• [THE PROBLEM]: Where a line of the material includes the string "parsing", copy that line.

• [RECORDS FOR THIS TASK]:
· · · ·

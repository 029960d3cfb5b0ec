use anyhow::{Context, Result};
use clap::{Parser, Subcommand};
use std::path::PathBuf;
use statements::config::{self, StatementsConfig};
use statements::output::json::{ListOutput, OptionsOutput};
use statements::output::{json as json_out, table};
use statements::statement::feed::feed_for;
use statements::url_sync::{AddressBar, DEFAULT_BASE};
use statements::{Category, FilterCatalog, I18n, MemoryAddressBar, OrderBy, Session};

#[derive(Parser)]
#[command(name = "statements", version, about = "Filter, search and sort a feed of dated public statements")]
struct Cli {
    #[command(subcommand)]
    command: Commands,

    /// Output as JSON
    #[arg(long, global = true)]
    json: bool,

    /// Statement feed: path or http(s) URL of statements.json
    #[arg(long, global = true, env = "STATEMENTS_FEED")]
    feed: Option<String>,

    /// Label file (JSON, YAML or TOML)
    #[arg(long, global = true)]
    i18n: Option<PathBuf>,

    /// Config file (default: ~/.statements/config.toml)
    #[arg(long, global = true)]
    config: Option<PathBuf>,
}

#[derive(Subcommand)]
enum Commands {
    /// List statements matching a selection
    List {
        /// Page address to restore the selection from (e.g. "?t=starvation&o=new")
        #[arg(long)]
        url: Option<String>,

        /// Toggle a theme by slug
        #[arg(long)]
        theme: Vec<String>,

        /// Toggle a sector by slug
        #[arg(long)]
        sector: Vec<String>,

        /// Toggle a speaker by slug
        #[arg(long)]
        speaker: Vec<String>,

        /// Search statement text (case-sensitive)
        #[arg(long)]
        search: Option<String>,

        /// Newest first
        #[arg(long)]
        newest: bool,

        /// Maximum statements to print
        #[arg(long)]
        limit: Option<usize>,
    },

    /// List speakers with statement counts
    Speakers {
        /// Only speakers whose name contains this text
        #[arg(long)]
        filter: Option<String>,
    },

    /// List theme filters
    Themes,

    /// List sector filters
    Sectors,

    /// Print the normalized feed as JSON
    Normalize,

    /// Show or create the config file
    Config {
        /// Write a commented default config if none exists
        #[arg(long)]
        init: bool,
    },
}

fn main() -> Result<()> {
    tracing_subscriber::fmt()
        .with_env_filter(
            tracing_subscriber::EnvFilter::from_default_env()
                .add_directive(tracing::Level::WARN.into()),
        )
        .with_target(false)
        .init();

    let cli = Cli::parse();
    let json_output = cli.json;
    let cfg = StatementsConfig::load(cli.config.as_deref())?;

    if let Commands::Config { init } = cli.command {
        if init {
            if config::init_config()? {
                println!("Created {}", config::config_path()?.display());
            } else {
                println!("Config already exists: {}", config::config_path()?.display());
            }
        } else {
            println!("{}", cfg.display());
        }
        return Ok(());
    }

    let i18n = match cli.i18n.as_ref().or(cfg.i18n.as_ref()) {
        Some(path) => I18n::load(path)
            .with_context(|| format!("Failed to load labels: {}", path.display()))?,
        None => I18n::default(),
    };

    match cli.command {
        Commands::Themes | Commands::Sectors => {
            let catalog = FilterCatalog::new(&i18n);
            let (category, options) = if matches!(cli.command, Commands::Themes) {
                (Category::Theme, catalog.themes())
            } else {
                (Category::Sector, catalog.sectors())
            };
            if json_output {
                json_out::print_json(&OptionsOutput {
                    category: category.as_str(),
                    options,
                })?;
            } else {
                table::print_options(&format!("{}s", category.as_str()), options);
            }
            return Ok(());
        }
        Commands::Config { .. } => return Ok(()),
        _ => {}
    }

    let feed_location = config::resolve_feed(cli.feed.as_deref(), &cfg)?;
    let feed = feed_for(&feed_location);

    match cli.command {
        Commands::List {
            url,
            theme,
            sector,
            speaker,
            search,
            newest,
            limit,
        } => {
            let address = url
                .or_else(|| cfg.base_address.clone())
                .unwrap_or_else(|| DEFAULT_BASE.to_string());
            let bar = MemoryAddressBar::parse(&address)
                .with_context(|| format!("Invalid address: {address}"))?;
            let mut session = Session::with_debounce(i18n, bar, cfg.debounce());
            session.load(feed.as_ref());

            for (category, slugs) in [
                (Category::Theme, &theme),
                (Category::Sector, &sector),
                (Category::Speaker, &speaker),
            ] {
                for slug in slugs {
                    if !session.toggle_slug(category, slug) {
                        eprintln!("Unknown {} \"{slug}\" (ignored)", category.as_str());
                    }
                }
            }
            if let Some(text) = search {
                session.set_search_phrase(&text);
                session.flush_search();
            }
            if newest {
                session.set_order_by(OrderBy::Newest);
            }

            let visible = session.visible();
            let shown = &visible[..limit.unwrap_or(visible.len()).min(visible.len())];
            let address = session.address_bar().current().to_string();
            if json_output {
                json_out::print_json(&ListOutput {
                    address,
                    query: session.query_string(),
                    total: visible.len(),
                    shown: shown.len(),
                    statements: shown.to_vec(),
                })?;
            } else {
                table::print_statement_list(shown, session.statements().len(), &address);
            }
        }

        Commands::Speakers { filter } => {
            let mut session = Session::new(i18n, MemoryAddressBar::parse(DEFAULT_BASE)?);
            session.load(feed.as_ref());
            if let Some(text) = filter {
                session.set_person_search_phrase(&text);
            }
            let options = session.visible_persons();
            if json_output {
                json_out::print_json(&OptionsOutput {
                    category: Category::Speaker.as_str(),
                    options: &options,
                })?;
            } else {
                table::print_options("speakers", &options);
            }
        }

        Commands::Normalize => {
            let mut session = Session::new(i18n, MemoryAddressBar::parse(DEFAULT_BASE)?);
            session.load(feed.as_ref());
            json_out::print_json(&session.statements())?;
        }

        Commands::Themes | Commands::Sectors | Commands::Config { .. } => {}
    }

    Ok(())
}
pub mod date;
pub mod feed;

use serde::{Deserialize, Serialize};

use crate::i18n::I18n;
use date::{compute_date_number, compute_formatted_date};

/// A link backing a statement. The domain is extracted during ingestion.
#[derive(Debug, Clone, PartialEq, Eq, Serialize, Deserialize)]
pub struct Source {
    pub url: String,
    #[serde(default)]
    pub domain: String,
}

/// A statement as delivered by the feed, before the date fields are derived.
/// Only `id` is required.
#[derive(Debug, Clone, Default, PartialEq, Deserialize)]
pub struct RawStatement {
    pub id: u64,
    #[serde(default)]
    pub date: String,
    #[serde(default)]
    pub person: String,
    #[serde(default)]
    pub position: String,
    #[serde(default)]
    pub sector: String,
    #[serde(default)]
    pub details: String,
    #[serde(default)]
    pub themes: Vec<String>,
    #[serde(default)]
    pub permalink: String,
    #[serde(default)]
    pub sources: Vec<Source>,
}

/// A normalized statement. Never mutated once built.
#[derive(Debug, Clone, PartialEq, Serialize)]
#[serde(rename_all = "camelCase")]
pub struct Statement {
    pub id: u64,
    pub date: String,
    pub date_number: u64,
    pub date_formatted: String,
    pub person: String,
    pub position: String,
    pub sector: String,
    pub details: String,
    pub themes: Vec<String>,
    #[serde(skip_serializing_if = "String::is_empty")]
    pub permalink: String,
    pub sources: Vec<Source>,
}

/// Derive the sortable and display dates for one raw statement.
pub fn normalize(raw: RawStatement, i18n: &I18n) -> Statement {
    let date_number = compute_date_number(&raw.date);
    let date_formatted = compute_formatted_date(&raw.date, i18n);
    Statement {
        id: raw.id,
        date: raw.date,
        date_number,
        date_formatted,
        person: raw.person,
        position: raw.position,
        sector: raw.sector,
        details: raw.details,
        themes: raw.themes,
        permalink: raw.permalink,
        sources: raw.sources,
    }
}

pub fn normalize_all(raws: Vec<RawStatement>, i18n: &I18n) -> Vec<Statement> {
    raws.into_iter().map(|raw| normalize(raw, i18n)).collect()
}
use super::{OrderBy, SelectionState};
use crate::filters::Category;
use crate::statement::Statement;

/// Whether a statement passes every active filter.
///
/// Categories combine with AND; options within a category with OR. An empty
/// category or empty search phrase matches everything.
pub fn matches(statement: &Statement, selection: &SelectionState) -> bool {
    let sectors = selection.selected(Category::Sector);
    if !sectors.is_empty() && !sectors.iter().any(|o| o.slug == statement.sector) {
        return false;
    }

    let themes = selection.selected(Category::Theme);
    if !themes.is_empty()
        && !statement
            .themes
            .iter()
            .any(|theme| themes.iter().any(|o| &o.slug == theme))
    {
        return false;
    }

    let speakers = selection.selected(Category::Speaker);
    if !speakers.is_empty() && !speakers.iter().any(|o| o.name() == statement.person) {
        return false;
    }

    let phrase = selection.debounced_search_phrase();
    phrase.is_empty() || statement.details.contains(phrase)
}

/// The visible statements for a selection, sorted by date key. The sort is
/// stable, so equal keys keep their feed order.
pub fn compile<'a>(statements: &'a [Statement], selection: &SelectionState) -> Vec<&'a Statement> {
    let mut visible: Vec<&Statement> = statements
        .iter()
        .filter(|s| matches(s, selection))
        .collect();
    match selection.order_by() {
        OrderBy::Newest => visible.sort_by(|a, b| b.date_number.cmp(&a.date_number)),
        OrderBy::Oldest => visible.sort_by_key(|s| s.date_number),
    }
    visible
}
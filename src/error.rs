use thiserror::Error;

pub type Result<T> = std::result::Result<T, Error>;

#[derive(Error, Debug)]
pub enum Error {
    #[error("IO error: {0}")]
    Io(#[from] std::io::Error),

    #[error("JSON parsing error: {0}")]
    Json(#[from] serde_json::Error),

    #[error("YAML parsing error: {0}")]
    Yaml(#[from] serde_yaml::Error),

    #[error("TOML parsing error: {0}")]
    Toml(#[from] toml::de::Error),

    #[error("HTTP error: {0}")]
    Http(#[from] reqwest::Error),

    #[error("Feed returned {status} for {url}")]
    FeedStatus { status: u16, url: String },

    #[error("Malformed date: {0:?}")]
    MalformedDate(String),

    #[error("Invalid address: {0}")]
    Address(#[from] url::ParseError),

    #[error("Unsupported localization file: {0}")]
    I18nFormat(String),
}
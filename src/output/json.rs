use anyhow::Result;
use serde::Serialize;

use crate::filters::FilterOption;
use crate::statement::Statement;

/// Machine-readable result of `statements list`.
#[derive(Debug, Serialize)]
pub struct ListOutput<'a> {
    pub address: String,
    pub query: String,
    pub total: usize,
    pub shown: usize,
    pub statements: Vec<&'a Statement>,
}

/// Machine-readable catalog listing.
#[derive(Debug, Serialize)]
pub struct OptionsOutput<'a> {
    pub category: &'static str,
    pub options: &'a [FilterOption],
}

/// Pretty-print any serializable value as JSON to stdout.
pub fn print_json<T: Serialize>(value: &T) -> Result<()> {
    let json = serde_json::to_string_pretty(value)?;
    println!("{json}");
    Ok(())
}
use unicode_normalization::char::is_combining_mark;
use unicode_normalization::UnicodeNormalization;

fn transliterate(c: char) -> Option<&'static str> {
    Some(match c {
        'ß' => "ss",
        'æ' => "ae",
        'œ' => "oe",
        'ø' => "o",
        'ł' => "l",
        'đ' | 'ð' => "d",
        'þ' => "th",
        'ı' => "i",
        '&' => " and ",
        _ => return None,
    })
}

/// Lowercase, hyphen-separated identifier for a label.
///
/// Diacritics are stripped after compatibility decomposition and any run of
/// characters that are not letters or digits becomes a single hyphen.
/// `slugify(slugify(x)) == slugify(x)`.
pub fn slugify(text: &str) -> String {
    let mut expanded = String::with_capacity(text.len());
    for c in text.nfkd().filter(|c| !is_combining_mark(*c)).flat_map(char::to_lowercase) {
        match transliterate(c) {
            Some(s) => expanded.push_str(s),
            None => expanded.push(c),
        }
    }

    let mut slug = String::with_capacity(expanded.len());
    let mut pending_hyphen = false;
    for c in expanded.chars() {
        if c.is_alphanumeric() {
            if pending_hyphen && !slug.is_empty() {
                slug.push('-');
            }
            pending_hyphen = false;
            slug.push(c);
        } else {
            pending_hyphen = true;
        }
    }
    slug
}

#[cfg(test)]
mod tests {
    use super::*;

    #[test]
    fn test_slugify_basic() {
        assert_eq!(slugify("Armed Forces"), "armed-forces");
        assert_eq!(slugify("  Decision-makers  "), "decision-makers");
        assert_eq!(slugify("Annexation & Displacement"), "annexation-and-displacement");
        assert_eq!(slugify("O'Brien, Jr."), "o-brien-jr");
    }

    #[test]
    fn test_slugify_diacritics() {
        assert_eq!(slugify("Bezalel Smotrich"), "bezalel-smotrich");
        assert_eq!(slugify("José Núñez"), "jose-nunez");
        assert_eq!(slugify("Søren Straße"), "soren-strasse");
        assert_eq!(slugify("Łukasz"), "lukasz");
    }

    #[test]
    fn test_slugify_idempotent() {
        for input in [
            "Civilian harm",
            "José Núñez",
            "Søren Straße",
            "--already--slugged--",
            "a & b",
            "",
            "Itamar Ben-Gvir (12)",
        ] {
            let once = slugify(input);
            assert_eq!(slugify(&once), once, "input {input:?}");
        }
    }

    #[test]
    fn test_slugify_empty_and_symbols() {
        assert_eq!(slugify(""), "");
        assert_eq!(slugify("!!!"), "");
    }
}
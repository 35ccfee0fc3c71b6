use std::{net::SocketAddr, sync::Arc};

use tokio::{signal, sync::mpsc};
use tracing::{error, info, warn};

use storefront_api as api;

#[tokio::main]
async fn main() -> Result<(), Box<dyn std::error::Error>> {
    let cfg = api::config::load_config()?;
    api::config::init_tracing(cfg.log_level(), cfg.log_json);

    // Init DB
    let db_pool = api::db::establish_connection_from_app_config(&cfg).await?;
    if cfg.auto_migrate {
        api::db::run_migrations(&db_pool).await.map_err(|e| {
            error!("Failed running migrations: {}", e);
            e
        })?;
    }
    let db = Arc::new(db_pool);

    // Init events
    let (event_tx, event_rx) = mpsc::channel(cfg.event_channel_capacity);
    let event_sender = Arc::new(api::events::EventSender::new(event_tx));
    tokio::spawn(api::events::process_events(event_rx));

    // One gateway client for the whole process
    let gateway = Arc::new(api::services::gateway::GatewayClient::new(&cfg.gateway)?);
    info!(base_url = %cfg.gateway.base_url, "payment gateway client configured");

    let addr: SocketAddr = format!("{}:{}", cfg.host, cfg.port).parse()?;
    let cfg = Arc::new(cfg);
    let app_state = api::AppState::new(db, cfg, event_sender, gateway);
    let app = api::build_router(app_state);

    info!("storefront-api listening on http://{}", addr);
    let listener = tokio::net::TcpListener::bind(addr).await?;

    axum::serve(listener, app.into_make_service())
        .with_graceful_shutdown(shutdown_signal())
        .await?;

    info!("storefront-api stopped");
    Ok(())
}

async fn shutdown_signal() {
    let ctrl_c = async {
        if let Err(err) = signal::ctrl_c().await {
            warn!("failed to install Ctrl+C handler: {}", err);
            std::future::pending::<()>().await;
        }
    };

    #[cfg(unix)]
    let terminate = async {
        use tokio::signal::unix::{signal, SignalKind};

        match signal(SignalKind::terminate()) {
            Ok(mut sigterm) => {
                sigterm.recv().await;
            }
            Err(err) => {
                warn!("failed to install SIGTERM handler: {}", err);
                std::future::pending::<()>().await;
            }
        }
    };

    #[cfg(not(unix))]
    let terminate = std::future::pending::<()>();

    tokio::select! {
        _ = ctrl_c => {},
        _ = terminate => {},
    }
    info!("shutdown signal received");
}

· · · ·

• [WRITTEN RESPONSE]:
    #[error("JSON parsing error: {0}")]
    #[error("YAML parsing error: {0}")]
    #[error("TOML parsing error: {0}")]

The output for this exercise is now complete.